Humanists by and large rejected teleology even as many other early-twentieth-century thinkers, philosophers and religionists alike, embraced it. No deity, the humanists argued, was responsible for the direction of the cosmos, nor did nature and human history have a direction apart from human effort and human will. Mankind, they said, should not look outside of humanity for assistance to their problems; our fate was entirely in our own hands. Although some thinkers who espoused these ideas came to be called futilitarians because of the somewhat pessimistic outlook that this notion of "man alone in the cosmos" seemed to connote, most humanists were not pessimistic. Indeed, one might characterize the humanist movement as driven by a powerful optimism concerning the ability of human beings to make their own future.
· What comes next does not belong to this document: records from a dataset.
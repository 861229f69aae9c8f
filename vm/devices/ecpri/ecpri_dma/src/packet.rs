// Copyright (c) Microsoft Corporation.
// Licensed under the MIT License.

//! Packets and the buffers they are chained from.

use crate::error::TransferError;
use crate::mapping::DmaDirection;
use crate::mapping::DmaMapper;
use crate::mapping::MapError;
use crate::ring::CompletionCode;

/// One contiguous piece of a packet.
///
/// A buffer either owns its bytes, in which case the engine maps it at
/// transmit time and unmaps it on completion, or refers to a range that is
/// already device visible.
#[derive(Debug)]
pub struct Buffer {
    data: Vec<u8>,
    len: usize,
    addr: Option<u64>,
    engine_mapped: bool,
    actual_len: u32,
}

impl Buffer {
    /// Creates a buffer owning `data`.
    pub fn new(data: Vec<u8>) -> Self {
        Self {
            len: data.len(),
            data,
            addr: None,
            engine_mapped: false,
            actual_len: 0,
        }
    }

    /// Creates a zero-filled buffer for the device to write into.
    pub fn zeroed(len: usize) -> Self {
        Self::new(vec![0; len])
    }

    /// Creates a buffer for an already mapped device address range.
    pub fn external(addr: u64, len: usize) -> Self {
        Self {
            data: Vec::new(),
            len,
            addr: Some(addr),
            engine_mapped: false,
            actual_len: 0,
        }
    }

    /// The buffer length in bytes.
    pub fn len(&self) -> usize {
        self.len
    }

    /// Returns true if the buffer is zero length.
    pub fn is_empty(&self) -> bool {
        self.len == 0
    }

    /// The owned bytes. Empty for external buffers.
    pub fn data(&self) -> &[u8] {
        &self.data
    }

    /// The valid prefix of the owned bytes after a receive completes.
    pub fn received(&self) -> &[u8] {
        let n = (self.actual_len as usize).min(self.data.len());
        &self.data[..n]
    }

    /// Consumes the buffer, returning the owned bytes.
    pub fn into_data(self) -> Vec<u8> {
        self.data
    }

    /// The device address, if the buffer is mapped.
    pub fn addr(&self) -> Option<u64> {
        self.addr
    }

    /// The number of bytes the device reported transferring.
    pub fn actual_len(&self) -> u32 {
        self.actual_len
    }

    pub(crate) fn set_actual_len(&mut self, len: u32) {
        self.actual_len = len;
    }

    pub(crate) fn is_engine_mapped(&self) -> bool {
        self.engine_mapped
    }

    /// Maps the buffer if it has no device address yet.
    pub(crate) fn map(
        &mut self,
        mapper: &dyn DmaMapper,
        direction: DmaDirection,
    ) -> Result<(), MapError> {
        if self.addr.is_some() {
            return Ok(());
        }
        let addr = mapper.map(&self.data, direction)?;
        self.addr = Some(addr);
        self.engine_mapped = true;
        Ok(())
    }

    /// Releases a mapping made by [`Self::map`]. External ranges are left
    /// untouched.
    pub(crate) fn unmap(&mut self, mapper: &dyn DmaMapper, direction: DmaDirection) {
        if !self.is_engine_mapped() {
            return;
        }
        if let Some(addr) = self.addr.take() {
            mapper.unmap(addr, &mut self.data, direction);
        }
        self.engine_mapped = false;
    }
}

/// The completion state of a packet.
#[derive(Debug, Copy, Clone, PartialEq, Eq)]
pub enum PacketStatus {
    /// Not yet completed.
    Pending,
    /// Transferred.
    Success,
    /// The hardware reported an error.
    Error(CompletionCode),
    /// Discarded by a channel reset before completing.
    Flushed,
}

impl PacketStatus {
    /// Converts a delivered packet's status into a transfer result. A packet
    /// that never completed counts as flushed.
    pub fn to_result(self) -> Result<(), TransferError> {
        match self {
            PacketStatus::Success => Ok(()),
            PacketStatus::Error(code) => Err(TransferError::Completion(code)),
            PacketStatus::Pending | PacketStatus::Flushed => Err(TransferError::Flushed),
        }
    }

    pub(crate) fn from_code(code: CompletionCode) -> Self {
        match code {
            CompletionCode::Success => PacketStatus::Success,
            CompletionCode::Aborted => PacketStatus::Flushed,
            code => PacketStatus::Error(code),
        }
    }
}

/// An ordered chain of buffers transferred as one unit.
#[derive(Debug)]
pub struct Packet {
    buffers: Vec<Buffer>,
    status: PacketStatus,
    tag: u64,
}

impl Packet {
    /// Creates a packet from a chain of buffers.
    pub fn new(buffers: Vec<Buffer>) -> Self {
        Self {
            buffers,
            status: PacketStatus::Pending,
            tag: 0,
        }
    }

    /// Creates a single-buffer packet.
    pub fn single(buffer: Buffer) -> Self {
        Self::new(vec![buffer])
    }

    /// Sets a caller-defined tag that travels with the packet.
    pub fn with_tag(mut self, tag: u64) -> Self {
        self.tag = tag;
        self
    }

    /// The tag set with [`Self::with_tag`], or 0.
    pub fn tag(&self) -> u64 {
        self.tag
    }

    /// The completion state.
    pub fn status(&self) -> PacketStatus {
        self.status
    }

    pub(crate) fn set_status(&mut self, status: PacketStatus) {
        self.status = status;
    }

    /// The buffers in chain order.
    pub fn buffers(&self) -> &[Buffer] {
        &self.buffers
    }

    pub(crate) fn buffers_mut(&mut self) -> &mut [Buffer] {
        &mut self.buffers
    }

    /// Consumes the packet, returning its buffers.
    pub fn into_buffers(self) -> Vec<Buffer> {
        self.buffers
    }

    /// Total length of all buffers.
    pub fn len(&self) -> usize {
        self.buffers.iter().map(|b| b.len()).sum()
    }

    /// Returns true if the packet carries no bytes.
    pub fn is_empty(&self) -> bool {
        self.len() == 0
    }

    /// Total bytes the device reported transferring.
    pub fn actual_len(&self) -> usize {
        self.buffers.iter().map(|b| b.actual_len() as usize).sum()
    }

    pub(crate) fn unmap(&mut self, mapper: &dyn DmaMapper, direction: DmaDirection) {
        for buffer in &mut self.buffers {
            buffer.unmap(mapper, direction);
        }
    }
}
// Copyright (c) Microsoft Corporation.
// Licensed under the MIT License.

//! The interface exposed to the upstream MHI bus driver.

use crate::function::Function;
use crate::function::FunctionIndex;
use crate::function::FUNCTION_COUNT;
use crate::memcpy::MemcpyCallback;
use crate::memcpy::MemcpyContext;
use crate::memcpy::MemcpyLimits;
use crate::memcpy::MemcpyStats;
use crate::setup::ChannelArena;
use bitfield_struct::bitfield;
use ecpri_dma::ChannelId;
use ecpri_dma::Direction;
use ecpri_dma::DmaEngine;
use ecpri_dma::DmaError;
use ecpri_dma::Endpoint;
use ecpri_dma::EndpointConfig;
use ecpri_dma::NotifyMode;
use ecpri_dma::StateError;
use parking_lot::Mutex;
use std::collections::BTreeMap;
use std::sync::Arc;

/// Scratch register holding the MHI channel configuration.
pub const MHI_SCRATCH_INDEX: usize = 0;

/// The MHI channel configuration word written to scratch register 0.
#[bitfield(u32)]
#[derive(PartialEq, Eq)]
pub struct MhiChannelScratch {
    /// Doorbell mode.
    #[bits(2)]
    pub doorbell_mode: u8,
    /// Polling configuration.
    #[bits(5)]
    pub polling_configuration: u8,
    /// Burst mode.
    #[bits(2)]
    pub burst_mode: u8,
    /// Out-of-buffer moderation threshold.
    #[bits(16)]
    pub oob_moderation_threshold: u16,
    #[bits(7)]
    __: u8,
}

/// Parameters for [`MhiDma::connect_endpoint`].
#[derive(Debug, Clone)]
pub struct MhiChannelConfig {
    /// The hardware channel to allocate.
    pub channel: ChannelId,
    /// Transfer direction.
    pub direction: Direction,
    /// Ring length, or the hardware default.
    pub ring_len: Option<usize>,
    /// Initial notification mode.
    pub mode: NotifyMode,
    /// Written to [`MHI_SCRATCH_INDEX`] before the channel starts.
    pub scratch: MhiChannelScratch,
}

/// A connected MHI channel. Pass it back to
/// [`MhiDma::disconnect_endpoint`] to release the channel.
#[derive(Debug)]
pub struct MhiChannelHandle {
    function: Function,
    endpoint: Arc<Endpoint>,
}

impl MhiChannelHandle {
    /// The function the channel belongs to.
    pub fn function(&self) -> Function {
        self.function
    }

    /// The connected endpoint.
    pub fn endpoint(&self) -> &Arc<Endpoint> {
        &self.endpoint
    }
}

/// Bring-up state of one function.
#[derive(Debug, Copy, Clone, PartialEq, Eq)]
pub enum FunctionState {
    /// Known, waiting for the hardware to become ready.
    Initialized,
    /// The hardware is ready; the function may be started.
    Ready,
    /// Channels may be connected.
    Started,
}

impl FunctionState {
    fn name(&self) -> &'static str {
        match self {
            FunctionState::Initialized => "initialized",
            FunctionState::Ready => "ready",
            FunctionState::Started => "started",
        }
    }
}

struct FunctionEntry {
    state: FunctionState,
    channels: Vec<Arc<Endpoint>>,
}

/// Called once when the hardware finishes bring-up.
pub type ReadyCallback = Box<dyn FnOnce() + Send>;

#[derive(Default)]
struct MhiState {
    ready: bool,
    ready_callback: Option<ReadyCallback>,
    functions: BTreeMap<FunctionIndex, FunctionEntry>,
}

/// The MHI DMA layer: per-function bring-up, channel connections and memcpy
/// contexts over one [`DmaEngine`].
pub struct MhiDma {
    engine: Arc<DmaEngine>,
    limits: MemcpyLimits,
    state: Mutex<MhiState>,
    contexts: Mutex<Vec<Option<Arc<MemcpyContext>>>>,
}

impl MhiDma {
    /// Creates the layer over `engine`. `limits` applies to every memcpy
    /// context.
    pub fn new(engine: Arc<DmaEngine>, limits: MemcpyLimits) -> Self {
        Self {
            engine,
            limits,
            state: Default::default(),
            contexts: Mutex::new(vec![None; FUNCTION_COUNT]),
        }
    }

    /// The underlying engine.
    pub fn engine(&self) -> &Arc<DmaEngine> {
        &self.engine
    }

    /// Registers the callback run when bring-up completes.
    pub fn register_ready_callback(&self, callback: ReadyCallback) -> Result<(), DmaError> {
        let mut state = self.state.lock();
        if state.ready {
            return Err(StateError::AlreadyReady.into());
        }
        if state.ready_callback.is_some() {
            return Err(StateError::Duplicate("ready callback registered").into());
        }
        state.ready_callback = Some(callback);
        Ok(())
    }

    /// Marks bring-up complete: every initialized function becomes ready and
    /// the ready callback runs.
    pub fn notify_ready(&self) -> Result<(), DmaError> {
        let callback = {
            let mut state = self.state.lock();
            if state.ready {
                return Err(StateError::Duplicate("ready").into());
            }
            state.ready = true;
            for entry in state.functions.values_mut() {
                if entry.state == FunctionState::Initialized {
                    entry.state = FunctionState::Ready;
                }
            }
            state.ready_callback.take()
        };
        tracing::info!("mhi dma ready");
        if let Some(callback) = callback {
            callback();
        }
        Ok(())
    }

    /// Returns the bring-up state of `function`.
    pub fn function_state(&self, function: Function) -> Result<FunctionState, DmaError> {
        let index = function.index()?;
        self.state
            .lock()
            .functions
            .get(&index)
            .map(|entry| entry.state)
            .ok_or_else(|| StateError::NotInitialized.into())
    }

    /// Registers `function`. It starts out ready if bring-up has already
    /// completed.
    pub fn init(&self, function: Function) -> Result<FunctionState, DmaError> {
        let index = function.index()?;
        let mut state = self.state.lock();
        if let Some(entry) = state.functions.get(&index) {
            return Err(StateError::Duplicate(entry.state.name()).into());
        }
        let initial = if state.ready {
            FunctionState::Ready
        } else {
            FunctionState::Initialized
        };
        state.functions.insert(
            index,
            FunctionEntry {
                state: initial,
                channels: Vec::new(),
            },
        );
        tracing::info!(%function, state = initial.name(), "function initialized");
        Ok(initial)
    }

    /// Starts a ready function.
    pub fn start(&self, function: Function) -> Result<(), DmaError> {
        let index = function.index()?;
        let mut state = self.state.lock();
        let entry = state
            .functions
            .get_mut(&index)
            .ok_or(StateError::NotInitialized)?;
        if entry.state != FunctionState::Ready {
            return Err(StateError::Wrong {
                expected: FunctionState::Ready.name(),
                actual: entry.state.name(),
            }
            .into());
        }
        entry.state = FunctionState::Started;
        tracing::info!(%function, "function started");
        Ok(())
    }

    /// Allocates and starts an MHI channel for a started function.
    pub fn connect_endpoint(
        &self,
        function: Function,
        config: MhiChannelConfig,
    ) -> Result<MhiChannelHandle, DmaError> {
        let index = function.index()?;
        let mut state = self.state.lock();
        let entry = state
            .functions
            .get_mut(&index)
            .ok_or(StateError::NotInitialized)?;
        if entry.state != FunctionState::Started {
            return Err(StateError::Wrong {
                expected: FunctionState::Started.name(),
                actual: entry.state.name(),
            }
            .into());
        }

        let mut endpoint_config = EndpointConfig::new(config.direction).with_mode(config.mode);
        if let Some(ring_len) = config.ring_len {
            endpoint_config = endpoint_config.with_ring_len(ring_len);
        }
        let mut arena = ChannelArena::new();
        let result = (|| -> Result<Arc<Endpoint>, DmaError> {
            let endpoint = arena.allocate(&self.engine, config.channel, endpoint_config)?;
            arena.enable(&endpoint)?;
            endpoint.write_scratch(MHI_SCRATCH_INDEX, config.scratch.into())?;
            arena.start(&endpoint)?;
            Ok(endpoint)
        })();
        match result {
            Ok(endpoint) => {
                arena.forget();
                entry.channels.push(endpoint.clone());
                tracing::debug!(%function, channel = %config.channel, "mhi channel connected");
                Ok(MhiChannelHandle { function, endpoint })
            }
            Err(err) => {
                arena.destroy();
                Err(err)
            }
        }
    }

    /// Disconnects and releases a channel returned by
    /// [`Self::connect_endpoint`].
    pub fn disconnect_endpoint(&self, handle: MhiChannelHandle) -> Result<(), DmaError> {
        let index = handle.function.index()?;
        if let Some(entry) = self.state.lock().functions.get_mut(&index) {
            entry
                .channels
                .retain(|endpoint| !Arc::ptr_eq(endpoint, &handle.endpoint));
        }
        Self::close(&handle.endpoint)
    }

    fn close(endpoint: &Endpoint) -> Result<(), DmaError> {
        endpoint.disconnect()?;
        endpoint.release()?;
        tracing::debug!(channel = %endpoint.id(), "mhi channel disconnected");
        Ok(())
    }

    /// Forgets a function, releasing any channels still connected. Its
    /// memcpy context is destroyed too if it has been fully disabled.
    ///
    /// The memcpy context goes first. If its teardown fails the function and
    /// its channels are left as they were.
    pub fn destroy(&self, function: Function) -> Result<(), DmaError> {
        let index = function.index()?;
        if !self.state.lock().functions.contains_key(&index) {
            return Err(StateError::NotInitialized.into());
        }
        if let Some(context) = self.context(index) {
            if context.stats().destroy_pending {
                self.memcpy_destroy(function)?;
            } else {
                tracing::warn!(%function, "memcpy context still enabled");
            }
        }
        let entry = self
            .state
            .lock()
            .functions
            .remove(&index)
            .ok_or(StateError::NotInitialized)?;
        for endpoint in entry.channels.iter().rev() {
            if let Err(err) = Self::close(endpoint) {
                tracing::error!(
                    %function,
                    channel = %endpoint.id(),
                    error = &err as &dyn std::error::Error,
                    "failed to release mhi channel"
                );
            }
        }
        tracing::info!(%function, "function destroyed");
        Ok(())
    }

    pub(crate) fn context(&self, index: FunctionIndex) -> Option<Arc<MemcpyContext>> {
        self.contexts.lock()[index.get()].clone()
    }

    fn memcpy(&self, function: Function) -> Result<Arc<MemcpyContext>, DmaError> {
        let index = function.index()?;
        self.context(index)
            .ok_or_else(|| StateError::NotInitialized.into())
    }

    /// Creates the memcpy context for `function`. Succeeds without doing
    /// anything if it already exists.
    pub fn memcpy_init(&self, function: Function) -> Result<(), DmaError> {
        let index = function.index()?;
        let mut contexts = self.contexts.lock();
        let slot = &mut contexts[index.get()];
        if slot.is_some() {
            return Ok(());
        }
        *slot = Some(MemcpyContext::init(&self.engine, index, self.limits)?);
        Ok(())
    }

    /// See [`MemcpyContext::enable`].
    pub fn memcpy_enable(&self, function: Function) -> Result<u32, DmaError> {
        self.memcpy(function)?.enable()
    }

    /// See [`MemcpyContext::disable`].
    pub fn memcpy_disable(&self, function: Function) -> Result<u32, DmaError> {
        self.memcpy(function)?.disable()
    }

    /// See [`MemcpyContext::sync_memcpy`].
    pub fn sync_memcpy(
        &self,
        function: Function,
        dest: u64,
        src: u64,
        len: u64,
    ) -> Result<(), DmaError> {
        self.memcpy(function)?.sync_memcpy(dest, src, len)
    }

    /// See [`MemcpyContext::async_memcpy`].
    pub fn async_memcpy(
        &self,
        function: Function,
        dest: u64,
        src: u64,
        len: u64,
        callback: MemcpyCallback,
    ) -> Result<(), DmaError> {
        self.memcpy(function)?
            .async_memcpy(dest, src, len, callback)
    }

    /// Returns the memcpy counters of `function`.
    pub fn memcpy_stats(&self, function: Function) -> Result<MemcpyStats, DmaError> {
        Ok(self.memcpy(function)?.stats())
    }

    /// Tears down the memcpy context of `function` and frees it.
    pub fn memcpy_destroy(&self, function: Function) -> Result<(), DmaError> {
        let index = function.index()?;
        let context = self.memcpy(function)?;
        context.destroy()?;
        let mut contexts = self.contexts.lock();
        let slot = &mut contexts[index.get()];
        if slot.as_ref().is_some_and(|c| Arc::ptr_eq(c, &context)) {
            *slot = None;
        }
        Ok(())
    }
}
One reason that humanists remained optimistic about human progress in the face of an impersonal cosmos was that they held great faith in the ability of human beings to learn and apply their knowledge in rational and ethical ways. Scientific knowledge and technological control of nature gave human beings the power to identify problems and find solutions to them. Democracy and respect for human rights gave people the ethical framework within which to apply this knowledge. As a result, humanists have not been averse to considering technologies that claim to offer solutions to major social issues even when those technologies might otherwise challenge core beliefs about human nature and freedom. In recent years, for example, humanists have advocated psychological conditioning and genetic engineering as solutions to social problems. These ideas have not been unanimously or uncritically accepted by all who consider themselves humanists, but in general, scientific faith and technological optimism lie at the root of humanist thought, in contrast to a more skeptical and restrained approach to science and technology typical among more traditional religionists.